*ミントの人物伝その18[第189歩・晴]

大昔の人物は正直よく分かりません。
想像を働かせて書きます。♪


ミントの人物伝(その18)
阿倍仲麻呂(あべのなかまろ、698-770)
奈良時代の遣唐留学生。唐朝で高官となる。


717年(霊亀2年)、仲麻呂遣唐使に同行して長安に留学する。
「あおによし 奈良の都は 咲く花の にほふが如く いま盛りなり」
と謳われた奈良の都も、長安とは較べようもない。
当時の長安は、玄宗皇帝のもと、文化・経済の発展した世界最大の国際都市だった。
若き仲麻呂も、青雲の志を持って、
「この大都市で自分の才能を発揮させたい」と願ったに違いない。


長安太学で学び、日本人でありながら超難関の科挙に合格する。

彼は相当の秀才だったのだろうが、まさに快挙だった。


仲麻呂玄宗に仕え、学才を認められる。
中国名で「朝衡(ちょうこう)」とよばれ、重用されて順調に出世してゆく。
753年(天平勝宝5年)には秘書監になっている。
ここまで出世した日本人は他にいない。
玄宗の引き立てもあっただろうが、おそらく性格も温厚で政敵も少なかったのだと思う。
続日本紀』には
「わが朝の学生(がくしょう)にして名を唐国にあげる者は、
ただ大臣(吉備真備)および朝衡の二人のみ」

とある。
仲麻呂は海外で日本人の名を高からしめた最初の人物だろう。
もしかすると彼は
「やがては大唐帝国を我が手で動かしたい」という意欲を持っていたかもしれない。


733年(天平5年)に遣唐使が来て帰国のチャンスがあったが、そのときは見送っている。
まだ長安で高位を目指したかったし、玄宗の信任も厚く、帰国させてくれなかったのだ。


752年(天平勝宝4年)、遣唐使が来唐する。
このときは仲麻呂も望郷の念が強くなっていた。
50歳をとうに過ぎている。
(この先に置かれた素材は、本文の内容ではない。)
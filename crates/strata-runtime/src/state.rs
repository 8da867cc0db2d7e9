use crate::RuntimeError;
use serde::{Deserialize, Serialize};
use std::collections::BTreeMap;
use std::fs;
use std::io::Write;
use std::path::{Path, PathBuf};
use std::sync::atomic::{AtomicBool, AtomicUsize, Ordering};
use std::sync::Mutex;
use tempfile::NamedTempFile;
use tracing::warn;

/// Run state a container should be in after a host restart.
#[derive(Debug, Clone, Copy, PartialEq, Eq, Serialize, Deserialize)]
#[serde(rename_all = "lowercase")]
pub enum DesiredState {
    Running,
    Stopped,
}

#[derive(Debug, Clone, PartialEq, Eq, Serialize, Deserialize)]
pub struct ContainerRecord {
    pub name: String,
    pub state: DesiredState,
    #[serde(default)]
    pub ip: Option<String>,
    pub updated_at: String,
}

impl ContainerRecord {
    pub fn new(name: &str, state: DesiredState) -> Self {
        Self {
            name: name.to_owned(),
            state,
            ip: None,
            updated_at: chrono::Utc::now().to_rfc3339(),
        }
    }

    #[must_use]
    pub fn with_state(mut self, state: DesiredState) -> Self {
        self.state = state;
        self.updated_at = chrono::Utc::now().to_rfc3339();
        self
    }
}

/// Persistence for desired-state records.
pub trait StateStore: Send + Sync {
    fn find_by_state(&self, state: DesiredState) -> Result<Vec<ContainerRecord>, RuntimeError>;

    fn find(&self, name: &str) -> Result<Option<ContainerRecord>, RuntimeError>;

    fn save(&self, record: &ContainerRecord) -> Result<(), RuntimeError>;

    fn remove(&self, name: &str) -> Result<(), RuntimeError>;
}

/// One JSON file per container under a state directory.
pub struct JsonStateStore {
    dir: PathBuf,
}

impl JsonStateStore {
    pub fn new(dir: &Path) -> Self {
        Self {
            dir: dir.to_path_buf(),
        }
    }

    fn record_path(&self, name: &str) -> PathBuf {
        self.dir.join(format!("{name}.json"))
    }

    fn read(path: &Path) -> Result<ContainerRecord, RuntimeError> {
        let content = fs::read_to_string(path)?;
        Ok(serde_json::from_str(&content)?)
    }
}

impl StateStore for JsonStateStore {
    fn find_by_state(&self, state: DesiredState) -> Result<Vec<ContainerRecord>, RuntimeError> {
        if !self.dir.exists() {
            return Ok(Vec::new());
        }
        let mut records = Vec::new();
        for entry in fs::read_dir(&self.dir)? {
            let path = entry?.path();
            if path.extension().and_then(|e| e.to_str()) != Some("json") {
                continue;
            }
            match Self::read(&path) {
                Ok(record) if record.state == state => records.push(record),
                Ok(_) => {}
                Err(e) => warn!("skipping unreadable state record {}: {e}", path.display()),
            }
        }
        records.sort_by(|a, b| a.name.cmp(&b.name));
        Ok(records)
    }

    fn find(&self, name: &str) -> Result<Option<ContainerRecord>, RuntimeError> {
        let path = self.record_path(name);
        if !path.exists() {
            return Ok(None);
        }
        Self::read(&path).map(Some)
    }

    fn save(&self, record: &ContainerRecord) -> Result<(), RuntimeError> {
        fs::create_dir_all(&self.dir)?;
        let content = serde_json::to_string_pretty(record)?;
        let mut tmp = NamedTempFile::new_in(&self.dir)?;
        tmp.write_all(content.as_bytes())?;
        tmp.as_file().sync_all()?;
        tmp.persist(self.record_path(&record.name))
            .map_err(|e| RuntimeError::Io(e.error))?;
        Ok(())
    }

    fn remove(&self, name: &str) -> Result<(), RuntimeError> {
        let path = self.record_path(name);
        if path.exists() {
            fs::remove_file(path)?;
        }
        Ok(())
    }
}

/// In-memory records with switchable lookup failures.
#[derive(Default)]
pub struct MemoryStateStore {
    records: Mutex<BTreeMap<String, ContainerRecord>>,
    fail_find: AtomicBool,
    saves: AtomicUsize,
}

impl MemoryStateStore {
    pub fn new() -> Self {
        Self::default()
    }

    pub fn set_fail_find(&self, fail: bool) {
        self.fail_find.store(fail, Ordering::SeqCst);
    }

    pub fn save_count(&self) -> usize {
        self.saves.load(Ordering::SeqCst)
    }

    fn lock(
        &self,
    ) -> Result<std::sync::MutexGuard<'_, BTreeMap<String, ContainerRecord>>, RuntimeError> {
        self.records
            .lock()
            .map_err(|e| RuntimeError::StateStore(format!("mutex poisoned: {e}")))
    }
}

impl StateStore for MemoryStateStore {
    fn find_by_state(&self, state: DesiredState) -> Result<Vec<ContainerRecord>, RuntimeError> {
        if self.fail_find.load(Ordering::SeqCst) {
            return Err(RuntimeError::StateStore("lookup unavailable".to_owned()));
        }
        Ok(self
            .lock()?
            .values()
            .filter(|r| r.state == state)
            .cloned()
            .collect())
    }

    fn find(&self, name: &str) -> Result<Option<ContainerRecord>, RuntimeError> {
        Ok(self.lock()?.get(name).cloned())
    }

    fn save(&self, record: &ContainerRecord) -> Result<(), RuntimeError> {
        self.lock()?.insert(record.name.clone(), record.clone());
        self.saves.fetch_add(1, Ordering::SeqCst);
        Ok(())
    }

    fn remove(&self, name: &str) -> Result<(), RuntimeError> {
        self.lock()?.remove(name);
        Ok(())
    }
}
唐に渡って35年も経っていたのだ。
異国の地で栄光を手に入れた人間でも、年をとると故郷が恋しくなるのだろうか。
それとも王朝内での権力争いを目にして、政治に嫌気がさしてきたのだろうか。


玄宗の許しを得て、
753年(天平勝宝5年)、帰国することとなった。
帰国前の送別会で、友人の王維(おうい)が惜別の詩(うた)を詠(よ)んでくれた。
仲麻呂には
「天の原 ふりさけ見れば 春日なる 三笠の山に いでし月かも」
という非常に有名な歌があるが
これはこの時、王維ら友人の前で、日本語で歌ったものらしい。


仲麻呂は帰国の途につく。
ところが
彼の乗った船は難破して、安南(ベトナム)に漂着してしまった。


仲麻呂が死亡したとの誤報を伝え聞いて
今度は李白(りはく)が、彼を悼む詩を詠んだ。
仲麻呂は人に愛され親しまれていたのだろう。


再び彼が長安に戻ったのは755年(天平勝宝7年)だった。
ちょうどこの年、安禄山・史思明の乱が始まっている。
だが彼は幸いにも、騒乱に巻き込まれたり、危害を受けることはなかったようだ。


その後は再び官途に就いて、最後は大都督(従二品)となるが
結局帰国は叶わずに
770年、(宝亀元年)1月に生涯を閉じた。
病床の彼の脳裏には三笠山が浮かんでいたかもしれない。
彼が無事に帰国していたならば、日本の歴史にもきっと名を残したことと思う。


それほど記録が残っているわけではないが、仲麻呂の生涯はロマンにあふれている。


ところで日本時代の彼には満月丸という子供がいて
その子孫があの阿倍晴明(あべのせいめい)だという説があります。
夢のある話ですね。


(参考文献)
Wikipedia
 Web 他
図画はWebより借用いたしました。


***最近読んだ本***


管仲(かんちゅう)上・下」(宮城谷昌光
中国の春秋時代、最初の覇者は斉の桓公(せいのかんこう)だが
彼を覇者にしたのは執政である管仲だった。
特に上巻では「管鮑(かんぽう)の交わり」で知られる鮑叔(ほうしゅく)との友情や恋、
若き日の苦難時代などが描かれる。
フィクションも多いと思うが面白かった。